I do not have all the historical context (early 90s), but for WebRTC, the idea was to not define any new protocol(s) or do a clean slate design. but rather to just agree on the flavors of the various protocols, and then to universally implement those. We already had SDP, RTSP, RTP, SAP, etc. And the idea was to cobble together the existing protocols into something everyone could agree on (the young companies, the old companies, etc)

We ended up defining variations to the flavors that we already had and for the most part everything turned out okay (maybe the SDP plan wars did not end up where we wanted it, but… it was a good enough compromise).

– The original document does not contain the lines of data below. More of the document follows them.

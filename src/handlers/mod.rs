// Handler tiers:
//   public    - no authentication (/, /health, /register, /login)
//   protected - bearer token required, caller injected by jwt_auth_middleware

pub mod protected;
pub mod public;
pub mod utils;
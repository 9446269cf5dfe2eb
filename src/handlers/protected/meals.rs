// handlers/protected/meals.rs - /meals CRUD

use axum::{
    extract::{rejection::JsonRejection, Path, State},
    Extension, Json,
};
use serde::Deserialize;

use crate::app::AppState;
use crate::database::models::{Meal, MealChanges, NewMeal};
use crate::error::ApiError;
use crate::handlers::utils::{json_body, non_blank, required_text};
use crate::middleware::{ApiResponse, ApiResult, AuthUser};

use super::utils::ensure_family_recipe;
use super::Deleted;

/// Body for both create and update; only `name` is required on create
#[derive(Debug, Deserialize)]
pub struct MealPayload {
    pub name: Option<String>,
    pub date: Option<String>,
    pub meal_time: Option<String>,
    pub recipe_id: Option<i64>,
}

pub async fn list(State(state): State<AppState>, Extension(caller): Extension<AuthUser>) -> ApiResult<Vec<Meal>> {
    let meals = state.store.list_meals(caller.family_id).await?;
    Ok(ApiResponse::success(meals))
}

/// POST /meals
///
/// Expected Input:
/// ```json
/// { "name": "Taco night", "date": "2024-05-03", "meal_time": "dinner", "recipe_id": 4 }
/// ```
pub async fn create(
    State(state): State<AppState>,
    Extension(caller): Extension<AuthUser>,
    payload: Result<Json<MealPayload>, JsonRejection>,
) -> ApiResult<Meal> {
    caller.require_accepted()?;
    let payload = json_body(payload)?;
    let name = required_text("name", payload.name)?;
    ensure_family_recipe(state.store.as_ref(), &caller, payload.recipe_id).await?;

    let meal = state
        .store
        .create_meal(NewMeal {
            name,
            date: payload.date,
            meal_time: payload.meal_time,
            recipe_id: payload.recipe_id,
            family_id: caller.family_id,
        })
        .await?;

    Ok(ApiResponse::created(meal))
}

pub async fn get(
    State(state): State<AppState>,
    Extension(caller): Extension<AuthUser>,
    Path(id): Path<i64>,
) -> ApiResult<Meal> {
    let meal = caller.owned(state.store.find_meal(id).await?, "Meal")?;
    Ok(ApiResponse::success(meal))
}

pub async fn update(
    State(state): State<AppState>,
    Extension(caller): Extension<AuthUser>,
    Path(id): Path<i64>,
    payload: Result<Json<MealPayload>, JsonRejection>,
) -> ApiResult<Meal> {
    caller.owned(state.store.find_meal(id).await?, "Meal")?;
    caller.require_accepted()?;

    let payload = json_body(payload)?;
    let name = non_blank("name", payload.name)?;
    ensure_family_recipe(state.store.as_ref(), &caller, payload.recipe_id).await?;

    let changes = MealChanges {
        name,
        date: payload.date,
        meal_time: payload.meal_time,
        recipe_id: payload.recipe_id,
    };

    let meal = caller.owned(state.store.update_meal(id, changes).await?, "Meal")?;
    Ok(ApiResponse::success(meal))
}

pub async fn delete(
    State(state): State<AppState>,
    Extension(caller): Extension<AuthUser>,
    Path(id): Path<i64>,
) -> ApiResult<Deleted> {
    caller.owned(state.store.find_meal(id).await?, "Meal")?;
    caller.require_accepted()?;

    if !state.store.delete_meal(id).await? {
        return Err(ApiError::not_found("Meal not found"));
    }
    Ok(ApiResponse::success(Deleted::new("Meal")))
}
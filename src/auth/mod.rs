use chrono::{Duration, Utc};
use jsonwebtoken::{decode, encode, Algorithm, DecodingKey, EncodingKey, Header, Validation};
use serde::{Deserialize, Serialize};
use thiserror::Error;

use crate::config::SecurityConfig;
use crate::database::models::User;

pub mod password;

pub use password::{hash_password, verify_password};

#[derive(Debug, Error)]
pub enum AuthError {
    /// Missing, malformed, tampered or expired credential
    #[error("invalid token: {0}")]
    InvalidToken(String),

    #[error("token signing error: {0}")]
    Signing(String),

    #[error("password hashing error: {0}")]
    Hashing(String),
}

/// Claims embedded in every issued token
#[derive(Debug, Clone, PartialEq, Serialize, Deserialize)]
pub struct Claims {
    /// Subject (user id)
    pub sub: i64,
    /// Acceptance state at issue time; the guard re-reads the live flag from the store
    pub accepted: bool,
    pub exp: i64,
    pub iat: i64,
}

impl Claims {
    pub fn for_user(user: &User, ttl: Duration) -> Self {
        let now = Utc::now();
        Self {
            sub: user.id,
            accepted: user.is_accepted,
            exp: (now + ttl).timestamp(),
            iat: now.timestamp(),
        }
    }
}

/// Issues and verifies HS256 tokens with a secret injected at construction.
#[derive(Clone)]
pub struct TokenSigner {
    encoding_key: EncodingKey,
    decoding_key: DecodingKey,
    ttl: Duration,
}

impl std::fmt::Debug for TokenSigner {
    fn fmt(&self, f: &mut std::fmt::Formatter<'_>) -> std::fmt::Result {
        f.debug_struct("TokenSigner").field("ttl", &self.ttl).finish_non_exhaustive()
    }
}

impl TokenSigner {
    pub fn new(secret: &str, ttl: Duration) -> Result<Self, AuthError> {
        if secret.is_empty() {
            return Err(AuthError::Signing("signing secret is empty".to_string()));
        }
        Ok(Self {
            encoding_key: EncodingKey::from_secret(secret.as_bytes()),
            decoding_key: DecodingKey::from_secret(secret.as_bytes()),
            ttl,
        })
    }

    pub fn from_config(security: &SecurityConfig) -> Result<Self, AuthError> {
        Self::new(&security.jwt_secret, Duration::hours(security.jwt_expiry_hours as i64))
    }

    /// Token lifetime in seconds, reported to clients on login
    pub fn ttl_seconds(&self) -> i64 {
        self.ttl.num_seconds()
    }

    /// Issue a token for a user: `{sub, accepted, exp = now + ttl}`
    pub fn issue(&self, user: &User) -> Result<String, AuthError> {
        self.sign(&Claims::for_user(user, self.ttl))
    }

    pub fn sign(&self, claims: &Claims) -> Result<String, AuthError> {
        encode(&Header::new(Algorithm::HS256), claims, &self.encoding_key)
            .map_err(|e| AuthError::Signing(e.to_string()))
    }

    /// Verify signature and expiry. Every failure, whatever its cause, is `InvalidToken`.
    pub fn verify(&self, token: &str) -> Result<Claims, AuthError> {
        let mut validation = Validation::new(Algorithm::HS256);
        validation.leeway = 0;

        decode::<Claims>(token, &self.decoding_key, &validation)
            .map(|data| data.claims)
            .map_err(|e| AuthError::InvalidToken(format!("{:?}", e.kind())))
    }
}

For realtime media, if we are able combine “locator:identifier” issue, we will be able to make media and signaling work inband.

1 comments

I know they came later, so I'm still confused why RTSP and SIP weren't implemented atop HTTP. I realize that RTSP and SIP can push server to client, but there's ways around that, though perhaps long polling and Websockets weren't conceivable when RTSP and SIP were invented. I mean, in a pinch, I have an HTTP server serving a folder where SDP files are generated, and I've written clients that just look for a well-known SDP file and use that to consume an RDP stream. It's a ghetto form of "signaling" that I love using when doing experiments (not suitable for production for various reasons obvious to you I imagine.)

I'm not saying WebRTC had poor design decisions or anything. I think it was very smart for WebRTC to reuse SDP, RDP, etc so the same libraries and pipelines could keep working with minimal changes. It also means very little new learning for folks familiar with the rest of the stack.

> For realtime media, if we are able combine “locator:identifier” issue, we will be able to make media and signaling work inband.

+1000. I think RTSP+TCP is a decent way to do in-band signaling and media, and RTMP defines strict ways to send both anyway.

To me, the whole typical IP Multimedia stack screams telco. They prefer to remove and reattach headers upon passing interfaces, separate control and data plane, and rely on synchronization for session integrity. Great when there's a phone line to HQ and a heavily metered satellite link to do a live, I guess...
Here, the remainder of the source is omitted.